Risolto il punto della costruzione dei personaggi, ora toccava scegliere il cast. Se per il ruolo di Leo, Davide Valle immediatamente è entrato nel personaggio, cucendosi addosso il ruolo, rimaneva da scegliere un’attrice per la parte di Jo – Jo. Ci sono voluti diversi casting e poi finalmente è arrivata George Li che fa un provino straordinario ed entra a far parte della squadra. Con lei per la prima volta ho diretto un’attrice di professione, che doveva interpretare un personaggio a lei estraneo e ho cercato di cucirle addosso una parte di me, per entrare nel ruolo non doveva fare altro che imitarmi e così ha fatto.
Gli altri componenti del cast, invece, sono tutti presi per la strada, giusto?
Io dico sempre che c’è l’università della vita e quella della strada, quella della vita te la fai laureandoti con la corona d’alloro, quella della strada la fai solo per strada. Arrivata a Civitavecchia, dove è stato girato parte del film, mi sono inoltrata nella suburra, nelle case popolari e lì ho scritturato chi volevo e il ruoli che fanno nel film corrispondono a ciò che fanno nella realtà.
In ogni modo, io parlo la lingua di strada, nonostante ora mi sia un po’ ripulita, ma resto punk nella testa e non nella cresta. Ho l’anima punk da sempre, per cui per me è stato davvero naturale muovermi in questo contesto.
Tekla Taidelli: voglio fottere il sistema da dentro
Nel film hai usato tutto il girato?
Assolutamente no, la prima versione di 6:06, montato da me e Matteo Faccenda, durava quasi due ore, una specie di Ben Hur dei fattoni, con lunghi piani sequenza. Era una versione troppo autoriale che, probabilmente riusciva anche a commuovere, ma decisamente troppo noiosa. Poi entra in gioco Fabio Nunziata, un montatore che ha lavorato in diversi film di Abel Ferrara, che realizza un trailer di 6:06. Il risultato era molto potente e commovente, allo stesso tempo, però, vedevo che il mio messaggio era stato, almeno in parte, modificato.

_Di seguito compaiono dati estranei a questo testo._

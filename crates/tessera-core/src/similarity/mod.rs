//! Visual similarity between catalog entries.
//!
//! Similarity is a pure function of two stored luminance grids:
//!
//! ```text
//! score(F, G) = 100 − 100 · mean(|F[i] − G[i]|) / 255
//! ```
//!
//! It is registered as the SQLite scalar function `luminance_similarity` so
//! ranking runs as a projection over stored grids, never re-decoding images.

mod cache;

pub use cache::{SimilarityCache, SimilarityKey};

use rusqlite::functions::FunctionFlags;
use rusqlite::Connection;
use serde::Serialize;

use crate::types::ScoredEntry;

/// SQL name of the registered scoring function.
pub const SQL_FUNCTION: &str = "luminance_similarity";

/// Similarity of two equal-length grids, in `[0, 100]`.
///
/// Returns `None` when the grids differ in length or are empty; the
/// positional comparison is meaningless then.
pub fn score(reference: &[u8], candidate: &[u8]) -> Option<f64> {
    if reference.is_empty() || reference.len() != candidate.len() {
        return None;
    }
    let total: u64 = reference
        .iter()
        .zip(candidate)
        .map(|(a, b)| u64::from(a.abs_diff(*b)))
        .sum();
    let max = reference.len() as u64 * 255;
    Some(100.0 - 100.0 * total as f64 / max as f64)
}

/// Register [`SQL_FUNCTION`] on a connection.
///
/// `luminance_similarity(a BLOB, b BLOB)` yields a REAL, or NULL when the
/// grids cannot be compared.
pub fn register_sql_function(conn: &Connection) -> rusqlite::Result<()> {
    conn.create_scalar_function(
        SQL_FUNCTION,
        2,
        FunctionFlags::SQLITE_UTF8 | FunctionFlags::SQLITE_DETERMINISTIC,
        |ctx| {
            let a: Option<Vec<u8>> = ctx.get(0)?;
            let b: Option<Vec<u8>> = ctx.get(1)?;
            Ok(match (a, b) {
                (Some(a), Some(b)) => score(&a, &b),
                _ => None,
            })
        },
    )
}

/// One page of entries ranked by similarity to a reference entry.
#[derive(Debug, Clone, Serialize)]
pub struct SimilarPage {
    /// Highest score first; the reference entry is never included
    pub entries: Vec<ScoredEntry>,

    /// Number of comparable entries across all pages
    pub total: u64,
    pub page: u32,
    pub page_size: u32,
}

impl SimilarPage {
    pub fn has_more(&self) -> bool {
        u64::from(self.page) * u64::from(self.page_size) < self.total
    }
}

A questo punto mi sono ritrovata dinnanzi a un bivio: fare un film sulla falsariga di Fuori vena, un’opera totalmente underground, ma che avrebbe avuto, volente o nolente, una diffusione limitata; oppure realizzare un lungometraggio più fluido, che conservasse il valore universale della vicenda, ma allo stesso tempo, capace di attirare un pubblico più ampio. Ho deciso di percorre la seconda strada.
Allora, non mi restava che affidare tutto il girato a Fabio Nunziata, che ha riscritto il film, basandosi sulla mia storia, ma dandole un diverso ordine, conservando la sofferenza e la sensibilità che avevo riversato nel girato, perché appaio ruvida, ma sostanzialmente sono una bambina con le trecce e nel film c’è tutto il mio amore. È stata una scelta di strategia, perché io voglio fottere il sistema da dentro. Nei 90 minuti di di 6:06 c’è la mia vita riassunta in un battito di ciglia.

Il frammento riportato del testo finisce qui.